## What you have to do
Using the records below, write out again exactly the lines that begin at the line containing "0x3f) << 25" and end at the line containing "pub const fn sw(rs2: u32, rs1: u32, imm: i32)", and no other lines.

(Beginning of Source data)

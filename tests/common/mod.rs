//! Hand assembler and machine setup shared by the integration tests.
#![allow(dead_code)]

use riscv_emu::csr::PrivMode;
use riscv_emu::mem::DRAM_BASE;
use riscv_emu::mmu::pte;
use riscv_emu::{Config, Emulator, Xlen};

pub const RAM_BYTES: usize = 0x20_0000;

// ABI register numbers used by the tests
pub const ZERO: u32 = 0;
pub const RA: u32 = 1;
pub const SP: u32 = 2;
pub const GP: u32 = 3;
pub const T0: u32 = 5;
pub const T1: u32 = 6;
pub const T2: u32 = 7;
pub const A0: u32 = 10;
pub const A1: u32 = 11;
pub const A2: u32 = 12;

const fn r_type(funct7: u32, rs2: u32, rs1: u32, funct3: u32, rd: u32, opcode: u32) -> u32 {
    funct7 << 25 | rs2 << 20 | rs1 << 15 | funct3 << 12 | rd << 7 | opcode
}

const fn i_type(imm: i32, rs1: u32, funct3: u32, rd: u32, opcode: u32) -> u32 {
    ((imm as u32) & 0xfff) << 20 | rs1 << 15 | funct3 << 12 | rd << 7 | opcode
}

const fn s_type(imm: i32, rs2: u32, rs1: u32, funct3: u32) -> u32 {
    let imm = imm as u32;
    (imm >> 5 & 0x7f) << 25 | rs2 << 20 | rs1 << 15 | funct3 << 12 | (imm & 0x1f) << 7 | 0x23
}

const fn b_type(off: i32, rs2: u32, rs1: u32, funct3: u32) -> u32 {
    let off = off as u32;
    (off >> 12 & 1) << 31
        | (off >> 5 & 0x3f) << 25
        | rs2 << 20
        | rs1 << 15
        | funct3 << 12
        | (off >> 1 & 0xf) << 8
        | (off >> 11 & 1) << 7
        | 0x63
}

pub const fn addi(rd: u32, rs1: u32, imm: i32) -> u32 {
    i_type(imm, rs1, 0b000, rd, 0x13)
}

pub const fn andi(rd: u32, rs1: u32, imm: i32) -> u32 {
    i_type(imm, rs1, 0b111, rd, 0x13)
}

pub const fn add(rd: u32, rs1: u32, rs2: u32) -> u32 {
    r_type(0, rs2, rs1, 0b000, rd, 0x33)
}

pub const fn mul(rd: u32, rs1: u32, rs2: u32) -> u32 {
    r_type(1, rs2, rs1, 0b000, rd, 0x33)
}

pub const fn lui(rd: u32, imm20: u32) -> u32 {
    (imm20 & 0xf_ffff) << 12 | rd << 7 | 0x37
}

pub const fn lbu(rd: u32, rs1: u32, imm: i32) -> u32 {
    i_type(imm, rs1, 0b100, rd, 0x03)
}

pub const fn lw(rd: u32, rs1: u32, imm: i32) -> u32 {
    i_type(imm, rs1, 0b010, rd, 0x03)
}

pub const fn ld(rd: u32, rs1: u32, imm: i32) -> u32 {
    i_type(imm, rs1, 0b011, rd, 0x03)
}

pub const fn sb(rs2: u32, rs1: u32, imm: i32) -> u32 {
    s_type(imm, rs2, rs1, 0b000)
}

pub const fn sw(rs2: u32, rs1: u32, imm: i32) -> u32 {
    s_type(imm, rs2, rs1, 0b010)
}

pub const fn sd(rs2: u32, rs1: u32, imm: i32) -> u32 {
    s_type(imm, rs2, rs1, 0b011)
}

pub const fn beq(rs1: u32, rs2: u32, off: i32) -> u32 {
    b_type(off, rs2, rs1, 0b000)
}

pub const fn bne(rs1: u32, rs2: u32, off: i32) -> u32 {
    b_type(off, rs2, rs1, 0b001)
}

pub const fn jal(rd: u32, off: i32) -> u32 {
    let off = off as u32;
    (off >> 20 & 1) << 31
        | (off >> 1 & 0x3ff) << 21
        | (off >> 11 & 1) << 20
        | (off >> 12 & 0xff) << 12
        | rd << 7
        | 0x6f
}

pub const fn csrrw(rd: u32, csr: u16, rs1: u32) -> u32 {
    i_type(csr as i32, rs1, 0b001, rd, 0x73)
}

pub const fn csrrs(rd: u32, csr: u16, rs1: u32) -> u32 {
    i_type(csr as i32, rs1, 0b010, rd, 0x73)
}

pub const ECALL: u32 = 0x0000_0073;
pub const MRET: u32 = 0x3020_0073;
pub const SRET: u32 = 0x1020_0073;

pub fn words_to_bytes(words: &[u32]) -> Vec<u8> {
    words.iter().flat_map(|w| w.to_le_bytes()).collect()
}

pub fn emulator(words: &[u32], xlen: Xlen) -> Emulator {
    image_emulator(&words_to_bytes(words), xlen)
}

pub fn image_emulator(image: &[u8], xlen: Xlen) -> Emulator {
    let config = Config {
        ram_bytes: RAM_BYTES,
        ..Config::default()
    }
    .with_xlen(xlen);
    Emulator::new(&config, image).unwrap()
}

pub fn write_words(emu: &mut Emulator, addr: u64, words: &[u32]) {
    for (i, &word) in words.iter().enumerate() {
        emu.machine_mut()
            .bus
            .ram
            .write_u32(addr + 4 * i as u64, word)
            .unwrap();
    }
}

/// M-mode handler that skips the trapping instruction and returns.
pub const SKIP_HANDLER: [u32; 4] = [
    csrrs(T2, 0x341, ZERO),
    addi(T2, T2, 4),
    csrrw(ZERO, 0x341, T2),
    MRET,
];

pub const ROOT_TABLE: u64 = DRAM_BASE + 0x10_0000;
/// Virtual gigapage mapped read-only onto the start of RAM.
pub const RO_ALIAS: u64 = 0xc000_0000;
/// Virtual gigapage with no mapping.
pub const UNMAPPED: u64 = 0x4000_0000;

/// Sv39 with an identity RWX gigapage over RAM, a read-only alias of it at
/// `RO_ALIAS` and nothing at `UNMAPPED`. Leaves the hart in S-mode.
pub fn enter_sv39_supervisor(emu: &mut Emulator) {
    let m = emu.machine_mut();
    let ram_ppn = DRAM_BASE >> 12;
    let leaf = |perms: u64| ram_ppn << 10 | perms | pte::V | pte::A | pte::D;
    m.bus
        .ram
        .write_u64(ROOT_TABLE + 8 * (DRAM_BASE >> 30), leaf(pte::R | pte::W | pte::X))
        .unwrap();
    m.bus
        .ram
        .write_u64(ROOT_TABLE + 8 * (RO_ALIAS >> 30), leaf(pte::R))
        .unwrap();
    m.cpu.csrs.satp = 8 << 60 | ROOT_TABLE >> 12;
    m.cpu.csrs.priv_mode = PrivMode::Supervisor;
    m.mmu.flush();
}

(End of Source data)
(Beginning of Source data)

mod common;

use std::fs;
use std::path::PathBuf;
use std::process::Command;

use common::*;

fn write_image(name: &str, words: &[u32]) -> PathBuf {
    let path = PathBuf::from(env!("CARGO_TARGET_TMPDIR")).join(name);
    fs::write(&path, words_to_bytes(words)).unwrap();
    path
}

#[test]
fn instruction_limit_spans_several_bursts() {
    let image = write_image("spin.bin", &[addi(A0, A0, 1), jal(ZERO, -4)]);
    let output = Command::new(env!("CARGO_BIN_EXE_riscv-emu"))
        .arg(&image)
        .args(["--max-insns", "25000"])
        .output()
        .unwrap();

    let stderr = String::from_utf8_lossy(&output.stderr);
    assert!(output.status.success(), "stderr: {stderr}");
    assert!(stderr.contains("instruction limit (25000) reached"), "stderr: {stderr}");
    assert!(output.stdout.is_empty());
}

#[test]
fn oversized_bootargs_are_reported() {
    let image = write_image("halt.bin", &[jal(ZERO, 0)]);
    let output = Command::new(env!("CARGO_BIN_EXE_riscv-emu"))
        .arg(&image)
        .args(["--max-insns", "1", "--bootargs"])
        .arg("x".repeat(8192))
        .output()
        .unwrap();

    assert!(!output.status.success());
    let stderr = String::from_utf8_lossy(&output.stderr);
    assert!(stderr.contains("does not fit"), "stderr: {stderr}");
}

(End of Source data)
(Beginning of Source data)

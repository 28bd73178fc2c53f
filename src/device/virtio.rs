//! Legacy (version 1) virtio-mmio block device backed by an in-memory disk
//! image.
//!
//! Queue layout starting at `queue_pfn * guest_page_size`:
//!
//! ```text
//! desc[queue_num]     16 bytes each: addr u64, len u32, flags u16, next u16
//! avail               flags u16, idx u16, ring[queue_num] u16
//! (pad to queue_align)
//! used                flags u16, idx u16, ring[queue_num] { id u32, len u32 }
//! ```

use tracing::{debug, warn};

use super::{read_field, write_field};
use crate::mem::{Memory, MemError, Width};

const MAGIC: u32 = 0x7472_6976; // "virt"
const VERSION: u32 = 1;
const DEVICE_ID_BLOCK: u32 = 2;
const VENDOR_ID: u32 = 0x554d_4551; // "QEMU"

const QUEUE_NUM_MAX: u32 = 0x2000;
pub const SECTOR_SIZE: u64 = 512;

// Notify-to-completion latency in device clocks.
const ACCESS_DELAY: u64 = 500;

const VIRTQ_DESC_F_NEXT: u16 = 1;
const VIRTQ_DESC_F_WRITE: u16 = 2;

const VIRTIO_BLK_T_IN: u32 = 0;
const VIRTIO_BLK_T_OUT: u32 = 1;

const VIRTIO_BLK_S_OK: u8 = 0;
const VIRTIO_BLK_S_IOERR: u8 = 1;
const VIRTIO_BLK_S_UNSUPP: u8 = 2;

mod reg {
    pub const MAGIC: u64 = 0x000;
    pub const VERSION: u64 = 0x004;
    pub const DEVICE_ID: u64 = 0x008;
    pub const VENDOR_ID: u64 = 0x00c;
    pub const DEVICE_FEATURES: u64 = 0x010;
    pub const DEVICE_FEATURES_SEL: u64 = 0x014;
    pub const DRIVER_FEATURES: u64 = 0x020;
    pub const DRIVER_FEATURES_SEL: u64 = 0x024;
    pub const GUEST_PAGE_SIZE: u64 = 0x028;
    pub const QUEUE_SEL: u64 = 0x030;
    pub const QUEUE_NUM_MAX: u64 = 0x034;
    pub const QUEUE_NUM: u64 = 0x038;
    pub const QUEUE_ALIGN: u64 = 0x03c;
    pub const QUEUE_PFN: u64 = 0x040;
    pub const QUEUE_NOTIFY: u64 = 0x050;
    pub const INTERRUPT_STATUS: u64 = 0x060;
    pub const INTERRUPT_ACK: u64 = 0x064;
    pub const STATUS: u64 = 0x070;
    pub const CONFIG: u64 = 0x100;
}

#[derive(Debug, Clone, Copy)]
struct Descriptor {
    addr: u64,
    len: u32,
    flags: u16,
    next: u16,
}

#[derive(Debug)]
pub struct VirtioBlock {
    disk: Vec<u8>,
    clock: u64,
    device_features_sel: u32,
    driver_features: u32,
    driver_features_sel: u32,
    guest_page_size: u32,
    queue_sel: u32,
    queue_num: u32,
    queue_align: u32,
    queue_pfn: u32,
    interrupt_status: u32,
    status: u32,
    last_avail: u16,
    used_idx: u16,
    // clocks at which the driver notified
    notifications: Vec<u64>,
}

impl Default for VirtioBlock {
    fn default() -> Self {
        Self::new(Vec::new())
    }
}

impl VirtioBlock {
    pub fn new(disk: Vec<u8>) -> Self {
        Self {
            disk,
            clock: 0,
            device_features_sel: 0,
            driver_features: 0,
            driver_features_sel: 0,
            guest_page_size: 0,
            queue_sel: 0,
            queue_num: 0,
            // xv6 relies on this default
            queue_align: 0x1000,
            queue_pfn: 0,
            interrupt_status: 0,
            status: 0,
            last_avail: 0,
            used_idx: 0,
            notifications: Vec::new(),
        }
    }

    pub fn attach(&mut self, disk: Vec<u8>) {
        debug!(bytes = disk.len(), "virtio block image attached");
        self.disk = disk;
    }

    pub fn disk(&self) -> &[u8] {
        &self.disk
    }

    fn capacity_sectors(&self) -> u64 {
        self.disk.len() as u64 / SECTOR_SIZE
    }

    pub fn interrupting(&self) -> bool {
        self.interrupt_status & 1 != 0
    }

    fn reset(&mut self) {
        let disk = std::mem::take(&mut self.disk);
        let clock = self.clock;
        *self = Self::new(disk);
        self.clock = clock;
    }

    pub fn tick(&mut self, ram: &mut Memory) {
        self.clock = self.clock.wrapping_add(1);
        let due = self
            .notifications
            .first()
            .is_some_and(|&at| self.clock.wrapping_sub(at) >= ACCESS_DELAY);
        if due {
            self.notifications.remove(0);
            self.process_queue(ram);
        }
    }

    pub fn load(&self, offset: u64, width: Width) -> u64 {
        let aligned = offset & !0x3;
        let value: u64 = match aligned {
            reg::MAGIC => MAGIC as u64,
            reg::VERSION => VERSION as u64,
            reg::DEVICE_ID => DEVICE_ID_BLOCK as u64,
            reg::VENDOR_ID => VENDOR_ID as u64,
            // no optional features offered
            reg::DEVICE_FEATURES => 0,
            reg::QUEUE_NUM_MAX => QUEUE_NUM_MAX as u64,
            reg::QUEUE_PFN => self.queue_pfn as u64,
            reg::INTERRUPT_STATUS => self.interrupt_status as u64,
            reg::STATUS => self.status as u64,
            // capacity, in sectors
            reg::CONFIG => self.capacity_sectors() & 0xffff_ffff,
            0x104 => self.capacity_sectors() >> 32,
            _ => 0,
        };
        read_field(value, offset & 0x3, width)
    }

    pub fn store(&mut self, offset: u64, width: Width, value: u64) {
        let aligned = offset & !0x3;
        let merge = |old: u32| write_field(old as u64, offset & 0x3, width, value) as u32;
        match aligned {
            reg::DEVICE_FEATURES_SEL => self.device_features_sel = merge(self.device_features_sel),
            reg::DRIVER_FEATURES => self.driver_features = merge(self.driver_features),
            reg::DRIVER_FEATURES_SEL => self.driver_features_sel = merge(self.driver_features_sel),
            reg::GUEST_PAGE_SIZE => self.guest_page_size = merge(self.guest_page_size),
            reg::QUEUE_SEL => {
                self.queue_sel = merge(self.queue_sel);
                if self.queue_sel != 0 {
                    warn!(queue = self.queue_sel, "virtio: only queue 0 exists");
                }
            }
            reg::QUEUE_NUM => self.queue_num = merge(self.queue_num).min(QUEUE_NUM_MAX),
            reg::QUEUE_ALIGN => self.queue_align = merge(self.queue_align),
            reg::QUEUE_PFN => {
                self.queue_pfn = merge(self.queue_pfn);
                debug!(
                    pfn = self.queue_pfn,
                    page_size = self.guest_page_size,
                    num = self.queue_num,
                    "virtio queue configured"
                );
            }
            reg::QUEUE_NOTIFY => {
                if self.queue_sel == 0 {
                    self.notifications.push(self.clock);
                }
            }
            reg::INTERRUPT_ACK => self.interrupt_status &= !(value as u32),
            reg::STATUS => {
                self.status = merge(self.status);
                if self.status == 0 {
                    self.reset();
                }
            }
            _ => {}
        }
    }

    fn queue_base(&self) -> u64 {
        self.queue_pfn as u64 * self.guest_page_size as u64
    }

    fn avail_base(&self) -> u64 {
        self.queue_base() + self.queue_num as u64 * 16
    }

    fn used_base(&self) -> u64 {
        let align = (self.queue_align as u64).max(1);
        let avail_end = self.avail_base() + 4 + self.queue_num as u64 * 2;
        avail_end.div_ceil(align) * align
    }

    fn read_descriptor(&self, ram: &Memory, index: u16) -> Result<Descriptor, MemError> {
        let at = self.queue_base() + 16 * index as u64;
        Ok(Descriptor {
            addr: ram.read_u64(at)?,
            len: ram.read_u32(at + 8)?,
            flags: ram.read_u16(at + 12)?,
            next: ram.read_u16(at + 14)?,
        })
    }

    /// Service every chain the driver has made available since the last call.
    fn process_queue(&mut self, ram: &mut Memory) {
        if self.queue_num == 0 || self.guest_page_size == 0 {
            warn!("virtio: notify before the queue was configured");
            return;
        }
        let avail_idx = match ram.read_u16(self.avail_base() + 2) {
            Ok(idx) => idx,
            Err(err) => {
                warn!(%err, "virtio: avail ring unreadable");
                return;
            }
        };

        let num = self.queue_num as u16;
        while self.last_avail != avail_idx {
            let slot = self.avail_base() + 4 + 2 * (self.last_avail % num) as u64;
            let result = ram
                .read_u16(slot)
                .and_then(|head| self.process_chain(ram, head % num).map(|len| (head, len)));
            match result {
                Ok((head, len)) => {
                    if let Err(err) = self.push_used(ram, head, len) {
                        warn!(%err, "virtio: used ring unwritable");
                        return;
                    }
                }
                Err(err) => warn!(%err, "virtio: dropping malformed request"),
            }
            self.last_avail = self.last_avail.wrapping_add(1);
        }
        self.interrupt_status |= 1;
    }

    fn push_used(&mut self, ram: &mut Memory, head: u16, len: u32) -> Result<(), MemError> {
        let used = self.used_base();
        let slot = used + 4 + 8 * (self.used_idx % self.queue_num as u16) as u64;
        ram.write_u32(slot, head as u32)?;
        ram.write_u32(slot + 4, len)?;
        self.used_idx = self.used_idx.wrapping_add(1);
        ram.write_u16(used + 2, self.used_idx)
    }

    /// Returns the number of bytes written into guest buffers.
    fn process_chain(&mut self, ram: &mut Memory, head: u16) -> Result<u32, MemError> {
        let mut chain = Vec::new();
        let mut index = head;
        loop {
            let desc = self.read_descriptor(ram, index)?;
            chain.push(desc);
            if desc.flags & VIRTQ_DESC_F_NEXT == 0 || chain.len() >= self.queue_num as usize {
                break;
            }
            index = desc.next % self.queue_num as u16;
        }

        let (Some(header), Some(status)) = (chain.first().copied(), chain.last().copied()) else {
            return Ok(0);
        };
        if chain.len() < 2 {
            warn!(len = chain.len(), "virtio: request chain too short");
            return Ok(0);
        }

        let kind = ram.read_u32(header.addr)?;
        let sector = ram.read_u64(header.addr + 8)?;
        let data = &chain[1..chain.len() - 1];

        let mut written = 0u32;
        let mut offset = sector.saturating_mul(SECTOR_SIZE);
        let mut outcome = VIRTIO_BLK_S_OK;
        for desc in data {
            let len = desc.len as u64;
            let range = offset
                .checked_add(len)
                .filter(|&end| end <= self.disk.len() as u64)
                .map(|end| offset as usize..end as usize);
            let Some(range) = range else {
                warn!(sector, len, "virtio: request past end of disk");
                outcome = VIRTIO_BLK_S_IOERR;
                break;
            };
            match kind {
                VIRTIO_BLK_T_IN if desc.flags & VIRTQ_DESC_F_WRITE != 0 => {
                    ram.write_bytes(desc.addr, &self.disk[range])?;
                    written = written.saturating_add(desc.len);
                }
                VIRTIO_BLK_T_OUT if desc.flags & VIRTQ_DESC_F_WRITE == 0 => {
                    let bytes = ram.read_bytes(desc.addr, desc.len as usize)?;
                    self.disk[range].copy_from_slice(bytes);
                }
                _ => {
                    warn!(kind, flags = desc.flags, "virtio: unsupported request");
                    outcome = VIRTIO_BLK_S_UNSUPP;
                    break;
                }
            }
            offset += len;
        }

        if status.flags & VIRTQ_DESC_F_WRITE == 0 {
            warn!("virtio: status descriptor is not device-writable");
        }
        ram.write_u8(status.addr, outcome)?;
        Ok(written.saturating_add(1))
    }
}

(End of Source data)

## Answer below
        | (off >> 5 & 0x3f) << 25
        | rs2 << 20
        | rs1 << 15
        | funct3 << 12
        | (off >> 1 & 0xf) << 8
        | (off >> 11 & 1) << 7
        | 0x63
}

pub const fn addi(rd: u32, rs1: u32, imm: i32) -> u32 {
    i_type(imm, rs1, 0b000, rd, 0x13)
}

pub const fn andi(rd: u32, rs1: u32, imm: i32) -> u32 {
    i_type(imm, rs1, 0b111, rd, 0x13)
}

pub const fn add(rd: u32, rs1: u32, rs2: u32) -> u32 {
    r_type(0, rs2, rs1, 0b000, rd, 0x33)
}

pub const fn mul(rd: u32, rs1: u32, rs2: u32) -> u32 {
    r_type(1, rs2, rs1, 0b000, rd, 0x33)
}

pub const fn lui(rd: u32, imm20: u32) -> u32 {
    (imm20 & 0xf_ffff) << 12 | rd << 7 | 0x37
}

pub const fn lbu(rd: u32, rs1: u32, imm: i32) -> u32 {
    i_type(imm, rs1, 0b100, rd, 0x03)
}

pub const fn lw(rd: u32, rs1: u32, imm: i32) -> u32 {
    i_type(imm, rs1, 0b010, rd, 0x03)
}

pub const fn ld(rd: u32, rs1: u32, imm: i32) -> u32 {
    i_type(imm, rs1, 0b011, rd, 0x03)
}

pub const fn sb(rs2: u32, rs1: u32, imm: i32) -> u32 {
    s_type(imm, rs2, rs1, 0b000)
}

pub const fn sw(rs2: u32, rs1: u32, imm: i32) -> u32 {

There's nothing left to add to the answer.